Anyway, what appeals to me about Ramadan is very well summed up in this blog post:
The month of Ramadan is a time in which we hold our bodily compulsions and instincts under strict control, together with our thoughts and our mental states, our moods and desires. We submit ourselves (our nafs) and our accustomed patterns of life to a higher template, one that fosters a regimen of self-restraint within the body and mind and correspondingly seeks an intensification of the life of the spirit. The body is ordered to fast from what it needs, from what is normally allowed to it, from what it desires, from what it craves, from what it may seek on a whim, and from what it habitually seeks - from all that leads to an intensification of the activities of the nafs.

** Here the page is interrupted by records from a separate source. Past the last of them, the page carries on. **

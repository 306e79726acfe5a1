use serde::{Deserialize, Serialize};
use std::fmt;

/// A fetched message, reduced to what classification needs
#[derive(Debug, Clone, Serialize, Deserialize, PartialEq, Eq)]
pub struct Message {
    pub id: String,
    /// Bare address with any display name stripped
    pub sender: String,
    /// Subject decoded from any RFC 2047 encoding
    pub subject: String,
    /// Label ids carried by the fetch, if the response included them
    pub labels: Option<Vec<String>>,
}

/// What the classifier knows about a message's category labels
#[derive(Debug, Clone, PartialEq, Eq)]
pub enum CategoryLabels {
    /// The category rule is disabled, labels were never looked up
    NotRequired,
    Known(Vec<String>),
    /// The lookup failed; the category rule does not match
    Unavailable,
}

/// Why a message was flagged for trash
#[derive(Debug, Clone, Serialize, Deserialize, PartialEq, Eq, Hash)]
#[serde(tag = "rule", content = "value", rename_all = "snake_case")]
pub enum TrashReason {
    NoReplySender,
    SubjectKeyword(String),
    Category(String),
}

impl fmt::Display for TrashReason {
    fn fmt(&self, f: &mut fmt::Formatter<'_>) -> fmt::Result {
        match self {
            TrashReason::NoReplySender => write!(f, "no-reply sender"),
            TrashReason::SubjectKeyword(keyword) => write!(f, "subject keyword '{}'", keyword),
            TrashReason::Category(tag) => {
                let mut chars = tag.chars();
                let title: String = match chars.next() {
                    Some(first) => first.to_uppercase().chain(chars).collect(),
                    None => String::new(),
                };
                write!(f, "Gmail {} category", title)
            }
        }
    }
}

/// Outcome of classifying one message
#[derive(Debug, Clone, Serialize, Deserialize, PartialEq, Eq)]
#[serde(tag = "decision", content = "reason", rename_all = "snake_case")]
pub enum Decision {
    Allowlisted,
    Trash(TrashReason),
    Keep,
}

impl Decision {
    pub fn is_trash(&self) -> bool {
        matches!(self, Decision::Trash(_))
    }
}

impl fmt::Display for Decision {
    fn fmt(&self, f: &mut fmt::Formatter<'_>) -> fmt::Result {
        match self {
            Decision::Allowlisted => write!(f, "BLOCKED (allowlisted)"),
            Decision::Trash(reason) => write!(f, "TRASH ({})", reason),
            Decision::Keep => write!(f, "KEEP"),
        }
    }
}

/// Counters for a single cleanup run
#[derive(Debug, Clone, Copy, Default, Serialize, Deserialize, PartialEq, Eq)]
pub struct RunStats {
    /// Messages fetched and classified
    pub total_checked: usize,
    /// Messages moved to trash, or that would be in dry-run mode
    pub total_trashed: usize,
    pub blocked_by_allowlist: usize,
    /// Candidates that could not be fetched or decoded
    pub skipped: usize,
    /// Trash calls that failed in live mode
    pub trash_failed: usize,
}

During the interval of daylight, halal (the allowed) transforms into haram (the forbidden) and whatever nourishes the physical body becomes haram. As for the nafs, it undertakes a psychic fast from anger, backbiting, gossip, harshness towards others, from reaching in any manner through any of the senses towards that which is disallowed. […]

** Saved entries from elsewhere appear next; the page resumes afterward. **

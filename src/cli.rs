//! Command-line interface

use clap::{Parser, Subcommand};
use indicatif::{MultiProgress, ProgressBar, ProgressStyle};
use std::path::{Path, PathBuf};
use std::sync::Arc;
use std::time::Duration;
use tracing::info;

use crate::auth;
use crate::cleanup::{run_cleanup, ProgressCallback};
use crate::client::ProductionGmailClient;
use crate::config::Config;
use crate::error::Result;
use crate::report::{CleanupReport, ScheduledResponse};

#[derive(Parser, Debug)]
#[command(name = "gmail-cleanup")]
#[command(version = "0.1.0")]
#[command(about = "Move unwanted Gmail messages to Trash by rule, sparing allowlisted senders", long_about = None)]
pub struct Cli {
    /// Path to configuration file
    #[arg(short, long, default_value = "config.toml")]
    pub config: PathBuf,

    /// Path to OAuth2 credentials file
    #[arg(long, default_value = "credentials.json")]
    pub credentials: PathBuf,

    /// Path to token cache file
    #[arg(long, default_value = ".gmail-cleanup/token.json")]
    pub token_cache: PathBuf,

    /// Verbose logging
    #[arg(short, long)]
    pub verbose: bool,

    #[command(subcommand)]
    pub command: Commands,
}

#[derive(Subcommand, Debug)]
pub enum Commands {
    /// Authenticate with Gmail API
    Auth {
        /// Force re-authentication even if token exists
        #[arg(long)]
        force: bool,
    },

    /// Search, classify, and trash unwanted emails
    Run {
        /// Only report what would be trashed
        #[arg(long, conflicts_with = "execute")]
        dry_run: bool,

        /// Actually move matching emails to Trash
        #[arg(long)]
        execute: bool,

        /// Write a Markdown report to this path
        #[arg(long)]
        report: Option<PathBuf>,
    },

    /// Non-interactive run that prints a JSON status payload
    Scheduled {
        /// Authorized-user secret file, used when GMAIL_AUTHORIZED_USER is unset
        #[arg(long)]
        authorized_user: Option<PathBuf>,
    },

    /// Generate example configuration file
    InitConfig {
        /// Path to create config file
        #[arg(short, long, default_value = "config.toml")]
        output: PathBuf,

        /// Overwrite existing file
        #[arg(long)]
        force: bool,
    },
}

/// Map the `--dry-run`/`--execute` flags to an explicit mode, if any
///
/// The flags are mutually exclusive at parse time. `None` means the configured
/// `execution.dry_run` applies.
pub fn dry_run_override(dry_run: bool, execute: bool) -> Option<bool> {
    if execute {
        Some(false)
    } else if dry_run {
        Some(true)
    } else {
        None
    }
}

/// Progress reporter using indicatif
pub struct ProgressReporter {
    multi: MultiProgress,
    spinner_style: ProgressStyle,
    bar_style: ProgressStyle,
}

impl ProgressReporter {
    pub fn with_multi_progress(multi: MultiProgress) -> Self {
        let spinner_style = ProgressStyle::default_spinner()
            .template("{spinner:.green} [{elapsed:>6}] {msg}")
            .unwrap_or_else(|_| ProgressStyle::default_spinner())
            .tick_chars("⠁⠂⠄⡀⢀⠠⠐⠈ ");

        let bar_style = ProgressStyle::default_bar()
            .template("[{elapsed:>6}] {bar:40.cyan/blue} {pos:>7}/{len:7} {msg}")
            .unwrap_or_else(|_| ProgressStyle::default_bar())
            .progress_chars("##-");

        Self {
            multi,
            spinner_style,
            bar_style,
        }
    }

    pub fn multi_progress(&self) -> &MultiProgress {
        &self.multi
    }

    pub fn add_spinner(&self, msg: &str) -> ProgressBar {
        let pb = self.multi.add(ProgressBar::new_spinner());
        pb.set_style(self.spinner_style.clone());
        pb.set_message(msg.to_string());
        pb.enable_steady_tick(Duration::from_millis(100));
        pb
    }

    pub fn add_progress_bar(&self, len: u64, msg: &str) -> ProgressBar {
        let pb = self.multi.add(ProgressBar::new(len));
        pb.set_style(self.bar_style.clone());
        pb.set_message(msg.to_string());
        pb
    }

    /// Finish a spinner and clear it from the multi-progress display
    pub fn finish_spinner(&self, pb: &ProgressBar, msg: &str) {
        pb.finish_and_clear();
        let _ = self.multi.println(format!("  ✓ {}", msg));
    }

    pub fn println(&self, msg: impl AsRef<str>) {
        let _ = self.multi.println(msg);
    }
}

impl Default for ProgressReporter {
    fn default() -> Self {
        Self::with_multi_progress(MultiProgress::new())
    }
}

/// Interactive cleanup run: authenticate, process, print the summary
///
/// `dry_run_override` carries the `--dry-run`/`--execute` choice, `None`
/// falls back to the configuration.
pub async fn run_interactive(
    cli: &Cli,
    dry_run_override: Option<bool>,
    report_path: Option<&Path>,
    multi: MultiProgress,
) -> Result<CleanupReport> {
    let reporter = ProgressReporter::with_multi_progress(multi);

    let config_spinner = reporter.add_spinner("Loading configuration...");
    let config = Config::load(&cli.config).await?;
    reporter.finish_spinner(
        &config_spinner,
        &format!("Configuration loaded from {:?}", cli.config),
    );

    let dry_run = dry_run_override.unwrap_or(config.execution.dry_run);

    let auth_spinner = reporter.add_spinner("Authenticating with Gmail API...");
    let hub = auth::initialize_gmail_hub(&cli.credentials, &cli.token_cache).await?;
    reporter.finish_spinner(&auth_spinner, "Successfully authenticated with Gmail API");

    let client = ProductionGmailClient::new(hub);

    let rule = "=".repeat(70);
    reporter.println(&rule);
    reporter.println("EMAIL CLEANUP PROCESS STARTED");
    reporter.println(&rule);
    reporter.println(format!(
        "Dry Run Mode: {}",
        if dry_run {
            "YES (no emails will be trashed)"
        } else {
            "NO (emails will be moved to trash)"
        }
    ));

    let process_bar = reporter.add_progress_bar(0, "Processing emails...");
    let bar = process_bar.clone();
    let on_progress: ProgressCallback = Arc::new(move |position, total| {
        bar.set_length(total as u64);
        bar.set_position(position as u64);
    });

    let report = run_cleanup(&client, &config, dry_run, Some(on_progress)).await?;
    process_bar.finish_and_clear();

    for line in report.summary_lines() {
        reporter.println(line);
    }

    if let Some(path) = report_path {
        report.save(path).await?;
        info!("Report saved to {:?}", path);
        reporter.println(format!("Report saved to: {:?}", path));
    }

    if report.dry_run && report.stats.total_trashed > 0 {
        reporter.println("Dry run completed! Run with --execute to move these emails to Trash.");
    }

    Ok(report)
}

/// Unattended cleanup run
///
/// Never fails: every error is folded into a status 500 payload.
pub async fn run_scheduled(cli: &Cli, authorized_user: Option<&Path>) -> ScheduledResponse {
    match scheduled_report(cli, authorized_user).await {
        Ok(report) => ScheduledResponse::success(&report),
        Err(e) => {
            tracing::error!("Scheduled cleanup failed: {}", e);
            ScheduledResponse::failure(&e)
        }
    }
}

async fn scheduled_report(cli: &Cli, authorized_user: Option<&Path>) -> Result<CleanupReport> {
    let config = Config::load(&cli.config).await?;
    let user = auth::load_authorized_user(authorized_user).await?;
    let hub = auth::initialize_gmail_hub_from_authorized_user(user).await?;
    info!("Authenticated with Gmail API (scheduled)");

    let client = ProductionGmailClient::new(hub);
    run_cleanup(&client, &config, config.execution.dry_run, None).await
}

And so the qur'anic command is issued - "...fast until the night...." (Qur'an 2:187) Fast from what the nafs needs and desires. Let the nafs know that there is a truer aspect of yourself, a center capable of overseeing and stabilizing all the intersecting mental systems of the mind and all the material/chemical/habitual/hormonal systems of the body. Proclaim to it that there is a guardian and owner and ruler over the nafs and over the physical form with which it is integrally co-mingled. Let it know that the form and the stirrings of need and desire within the nafs have to submit to this guardian in seeking their satisfaction. The wants, needs, and desires that spring from the material form must submit to the governance and tutelage of a higher form - to the spiritual form indicated by the hadith that states: "God created Adam in His own form...." (hadith)
So what this writer is saying, basically, is that, by denying the self (what he calls the nafs or نفس) of all these temporal, physical things, a fasting person can (a) show the self that there is a higher power in control – for a Muslim (or really, any monotheist) this power would be God – and (b) can, over the course of a month, train the body to exist on spiritual sustenance during the day, due to the lack of physical support it is receiving.

This is a fairly advanced theological concept that I don’t know if many illiterate Muslims who fast would be able to articulate. I do know, however, from observations and from personal experience, that many of them are able to feel this heightened spiritual state. In a majority Muslim environment, this spirituality infects the whole atmosphere, and no one can deny that the nights of Ramadan have a special energy to them.

There are a lot more things that I could say here, but I think that I have summarized my feelings about fasting pretty well. I’m no religious scholar, and I’m sure any kind of skeptic could poke 5000 holes in my arguments. All I can hope is that I’ve offered a glimpse for my readers into some of the complexities of Islam and religion in general.